(Saved data entries)
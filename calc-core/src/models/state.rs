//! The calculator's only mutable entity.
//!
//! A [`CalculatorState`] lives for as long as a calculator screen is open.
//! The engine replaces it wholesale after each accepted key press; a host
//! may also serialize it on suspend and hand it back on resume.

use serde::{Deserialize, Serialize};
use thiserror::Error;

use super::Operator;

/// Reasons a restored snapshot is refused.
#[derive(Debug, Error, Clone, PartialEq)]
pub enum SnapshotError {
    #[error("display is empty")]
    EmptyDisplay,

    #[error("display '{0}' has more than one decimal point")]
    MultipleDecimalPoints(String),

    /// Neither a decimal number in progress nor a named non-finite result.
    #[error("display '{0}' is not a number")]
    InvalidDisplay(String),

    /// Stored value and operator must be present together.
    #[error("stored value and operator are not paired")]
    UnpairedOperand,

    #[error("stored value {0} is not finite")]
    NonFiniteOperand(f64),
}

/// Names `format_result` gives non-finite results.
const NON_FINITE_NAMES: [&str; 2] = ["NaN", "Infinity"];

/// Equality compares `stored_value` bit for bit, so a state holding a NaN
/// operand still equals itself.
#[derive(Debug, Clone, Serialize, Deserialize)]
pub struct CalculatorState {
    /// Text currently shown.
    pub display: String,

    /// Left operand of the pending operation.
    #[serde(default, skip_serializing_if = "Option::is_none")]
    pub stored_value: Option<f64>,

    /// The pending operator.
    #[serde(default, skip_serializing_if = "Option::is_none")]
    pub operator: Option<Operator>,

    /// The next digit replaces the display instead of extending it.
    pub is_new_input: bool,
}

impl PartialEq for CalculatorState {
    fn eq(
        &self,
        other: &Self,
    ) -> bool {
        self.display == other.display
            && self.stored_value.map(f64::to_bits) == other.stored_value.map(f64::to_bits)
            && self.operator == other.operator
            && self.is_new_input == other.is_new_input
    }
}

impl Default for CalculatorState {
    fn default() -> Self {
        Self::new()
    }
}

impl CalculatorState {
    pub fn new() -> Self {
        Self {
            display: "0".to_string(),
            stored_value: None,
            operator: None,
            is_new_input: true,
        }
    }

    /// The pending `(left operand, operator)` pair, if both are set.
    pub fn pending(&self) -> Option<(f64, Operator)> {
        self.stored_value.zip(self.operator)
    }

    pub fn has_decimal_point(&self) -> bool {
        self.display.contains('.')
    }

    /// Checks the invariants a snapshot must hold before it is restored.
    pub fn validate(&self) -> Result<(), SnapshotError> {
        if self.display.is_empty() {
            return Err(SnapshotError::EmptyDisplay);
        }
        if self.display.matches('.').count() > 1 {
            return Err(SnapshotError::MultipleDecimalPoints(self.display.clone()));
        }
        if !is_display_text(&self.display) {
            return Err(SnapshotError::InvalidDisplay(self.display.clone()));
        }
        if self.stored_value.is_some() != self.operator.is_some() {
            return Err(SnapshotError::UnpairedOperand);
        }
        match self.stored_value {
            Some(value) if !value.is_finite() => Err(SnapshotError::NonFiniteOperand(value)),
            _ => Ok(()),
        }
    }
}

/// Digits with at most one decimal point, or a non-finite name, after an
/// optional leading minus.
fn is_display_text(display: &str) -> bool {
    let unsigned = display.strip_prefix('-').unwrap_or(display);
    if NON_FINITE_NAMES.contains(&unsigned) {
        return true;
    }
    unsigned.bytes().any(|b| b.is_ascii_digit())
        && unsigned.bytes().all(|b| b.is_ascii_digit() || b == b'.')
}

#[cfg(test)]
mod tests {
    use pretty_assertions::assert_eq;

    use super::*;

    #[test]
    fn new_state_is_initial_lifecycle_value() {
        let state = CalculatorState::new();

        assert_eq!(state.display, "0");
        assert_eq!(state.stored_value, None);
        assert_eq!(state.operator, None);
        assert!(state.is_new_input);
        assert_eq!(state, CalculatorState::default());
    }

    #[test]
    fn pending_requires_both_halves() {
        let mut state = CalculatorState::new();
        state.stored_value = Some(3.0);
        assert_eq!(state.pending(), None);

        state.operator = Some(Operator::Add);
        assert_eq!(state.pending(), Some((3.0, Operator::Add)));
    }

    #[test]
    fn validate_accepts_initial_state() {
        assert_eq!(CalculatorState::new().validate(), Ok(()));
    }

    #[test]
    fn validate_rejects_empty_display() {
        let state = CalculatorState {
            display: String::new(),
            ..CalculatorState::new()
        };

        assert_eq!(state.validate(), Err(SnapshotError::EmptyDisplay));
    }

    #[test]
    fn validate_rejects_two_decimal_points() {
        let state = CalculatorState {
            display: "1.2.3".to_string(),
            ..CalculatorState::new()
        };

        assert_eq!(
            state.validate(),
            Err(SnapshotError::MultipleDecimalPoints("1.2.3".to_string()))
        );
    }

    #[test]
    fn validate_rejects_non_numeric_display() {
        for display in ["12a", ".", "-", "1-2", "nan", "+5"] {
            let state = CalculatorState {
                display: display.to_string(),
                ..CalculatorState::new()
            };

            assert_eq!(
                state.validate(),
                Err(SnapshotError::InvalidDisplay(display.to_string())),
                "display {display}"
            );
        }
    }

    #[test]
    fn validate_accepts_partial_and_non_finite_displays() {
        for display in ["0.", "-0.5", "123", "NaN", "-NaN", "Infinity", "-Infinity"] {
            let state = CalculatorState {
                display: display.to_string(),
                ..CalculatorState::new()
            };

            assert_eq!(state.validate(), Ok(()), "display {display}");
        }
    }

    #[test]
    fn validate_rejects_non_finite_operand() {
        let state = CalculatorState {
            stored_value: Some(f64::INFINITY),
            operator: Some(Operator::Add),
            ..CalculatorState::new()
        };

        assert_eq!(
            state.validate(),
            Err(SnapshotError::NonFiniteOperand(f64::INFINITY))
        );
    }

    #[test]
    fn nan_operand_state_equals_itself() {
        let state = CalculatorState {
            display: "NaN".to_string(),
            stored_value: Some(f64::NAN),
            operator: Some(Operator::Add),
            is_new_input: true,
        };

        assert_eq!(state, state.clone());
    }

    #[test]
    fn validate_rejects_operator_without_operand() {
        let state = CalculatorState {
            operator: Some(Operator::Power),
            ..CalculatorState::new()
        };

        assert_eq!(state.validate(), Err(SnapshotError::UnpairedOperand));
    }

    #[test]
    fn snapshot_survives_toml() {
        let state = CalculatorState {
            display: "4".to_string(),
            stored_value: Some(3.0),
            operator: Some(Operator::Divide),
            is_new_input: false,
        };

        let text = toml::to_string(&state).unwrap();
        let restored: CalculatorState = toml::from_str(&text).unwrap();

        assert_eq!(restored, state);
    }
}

TASK ITEM:
Restating every entry above word for word is the whole task.

SOLUTION:
filename calc-core/src/models/state.rs
//! The calculator's only mutable entity.
//!
//! A [`CalculatorState`] lives for as long as a calculator screen is open.
//! The engine replaces it wholesale after each accepted key press; a host
//! may also serialize it on suspend and hand it back on resume.

use serde::{Deserialize, Serialize};
use thiserror::Error;

use super::Operator;

/// Reasons a restored snapshot is refused.
#[derive(Debug, Error, Clone, PartialEq)]
pub enum SnapshotError {
    #[error("display is empty")]
    EmptyDisplay,

    #[error("display '{0}' has more than one decimal point")]
    MultipleDecimalPoints(String),

    /// Neither a decimal number in progress nor a named non-finite result.
    #[error("display '{0}' is not a number")]
    InvalidDisplay(String),

    /// Stored value and operator must be present together.
    #[error("stored value and operator are not paired")]
    UnpairedOperand,

    #[error("stored value {0} is not finite")]
    NonFiniteOperand(f64),
}

/// Names `format_result` gives non-finite results.
const NON_FINITE_NAMES: [&str; 2] = ["NaN", "Infinity"];

/// Equality compares `stored_value` bit for bit, so a state holding a NaN
/// operand still equals itself.
#[derive(Debug, Clone, Serialize, Deserialize)]
pub struct CalculatorState {
    /// Text currently shown.
    pub display: String,

    /// Left operand of the pending operation.
    #[serde(default, skip_serializing_if = "Option::is_none")]
    pub stored_value: Option<f64>,

    /// The pending operator.
    #[serde(default, skip_serializing_if = "Option::is_none")]
    pub operator: Option<Operator>,

    /// The next digit replaces the display instead of extending it.
    pub is_new_input: bool,
}

impl PartialEq for CalculatorState {
    fn eq(
        &self,
        other: &Self,
    ) -> bool {
        self.display == other.display
            && self.stored_value.map(f64::to_bits) == other.stored_value.map(f64::to_bits)
            && self.operator == other.operator
            && self.is_new_input == other.is_new_input
    }
}

impl Default for CalculatorState {
    fn default() -> Self {
        Self::new()
    }
}

impl CalculatorState {
    pub fn new() -> Self {
        Self {
            display: "0".to_string(),
            stored_value: None,
            operator: None,
            is_new_input: true,
        }
    }

    /// The pending `(left operand, operator)` pair, if both are set.
    pub fn pending(&self) -> Option<(f64, Operator)> {
        self.stored_value.zip(self.operator)
    }

    pub fn has_decimal_point(&self) -> bool {
        self.display.contains('.')
    }

    /// Checks the invariants a snapshot must hold before it is restored.
    pub fn validate(&self) -> Result<(), SnapshotError> {
        if self.display.is_empty() {
            return Err(SnapshotError::EmptyDisplay);
        }
        if self.display.matches('.').count() > 1 {
            return Err(SnapshotError::MultipleDecimalPoints(self.display.clone()));
        }
        if !is_display_text(&self.display) {
            return Err(SnapshotError::InvalidDisplay(self.display.clone()));
        }
        if self.stored_value.is_some() != self.operator.is_some() {
            return Err(SnapshotError::UnpairedOperand);
        }
        match self.stored_value {
            Some(value) if !value.is_finite() => Err(SnapshotError::NonFiniteOperand(value)),
            _ => Ok(()),
        }
    }
}

/// Digits with at most one decimal point, or a non-finite name, after an
/// optional leading minus.
fn is_display_text(display: &str) -> bool {
    let unsigned = display.strip_prefix('-').unwrap_or(display);
    if NON_FINITE_NAMES.contains(&unsigned) {
        return true;
    }
    unsigned.bytes().any(|b| b.is_ascii_digit())
        && unsigned.bytes().all(|b| b.is_ascii_digit() || b == b'.')
}

#[cfg(test)]
mod tests {
    use pretty_assertions::assert_eq;

    use super::*;

    #[test]
    fn new_state_is_initial_lifecycle_value() {
        let state = CalculatorState::new();

        assert_eq!(state.display, "0");
        assert_eq!(state.stored_value, None);
        assert_eq!(state.operator, None);
        assert!(state.is_new_input);
        assert_eq!(state, CalculatorState::default());
    }

    #[test]
    fn pending_requires_both_halves() {
        let mut state = CalculatorState::new();
        state.stored_value = Some(3.0);
        assert_eq!(state.pending(), None);

        state.operator = Some(Operator::Add);
        assert_eq!(state.pending(), Some((3.0, Operator::Add)));
    }

    #[test]
    fn validate_accepts_initial_state() {
        assert_eq!(CalculatorState::new().validate(), Ok(()));
    }

    #[test]
    fn validate_rejects_empty_display() {
        let state = CalculatorState {
            display: String::new(),
            ..CalculatorState::new()
        };

        assert_eq!(state.validate(), Err(SnapshotError::EmptyDisplay));
    }

    #[test]
    fn validate_rejects_two_decimal_points() {
        let state = CalculatorState {
            display: "1.2.3".to_string(),
            ..CalculatorState::new()
        };

        assert_eq!(
            state.validate(),
            Err(SnapshotError::MultipleDecimalPoints("1.2.3".to_string()))
        );
    }

    #[test]
    fn validate_rejects_non_numeric_display() {
        for display in ["12a", ".", "-", "1-2", "nan", "+5"] {
            let state = CalculatorState {
                display: display.to_string(),
                ..CalculatorState::new()
            };

            assert_eq!(
                state.validate(),
                Err(SnapshotError::InvalidDisplay(display.to_string())),
                "display {display}"
            );
        }
    }

    #[test]
    fn validate_accepts_partial_and_non_finite_displays() {
        for display in ["0.", "-0.5", "123", "NaN", "-NaN", "Infinity", "-Infinity"] {
            let state = CalculatorState {
                display: display.to_string(),
                ..CalculatorState::new()
            };

            assert_eq!(state.validate(), Ok(()), "display {display}");
        }
    }

    #[test]
    fn validate_rejects_non_finite_operand() {
        let state = CalculatorState {
            stored_value: Some(f64::INFINITY),
            operator: Some(Operator::Add),
            ..CalculatorState::new()
        };

        assert_eq!(
            state.validate(),
            Err(SnapshotError::NonFiniteOperand(f64::INFINITY))
        );
    }

    #[test]
    fn nan_operand_state_equals_itself() {
        let state = CalculatorState {
            display: "NaN".to_string(),
            stored_value: Some(f64::NAN),
            operator: Some(Operator::Add),
            is_new_input: true,
        };

        assert_eq!(state, state.clone());
    }

    #[test]
    fn validate_rejects_operator_without_operand() {
        let state = CalculatorState {
            operator: Some(Operator::Power),
            ..CalculatorState::new()
        };

        assert_eq!(state.validate(), Err(SnapshotError::UnpairedOperand));
    }

    #[test]
    fn snapshot_survives_toml() {
        let state = CalculatorState {
            display: "4".to_string(),
            stored_value: Some(3.0),
            operator: Some(Operator::Divide),
            is_new_input: false,
        };

        let text = toml::to_string(&state).unwrap();
        let restored: CalculatorState = toml::from_str(&text).unwrap();

        assert_eq!(restored, state);
    }
}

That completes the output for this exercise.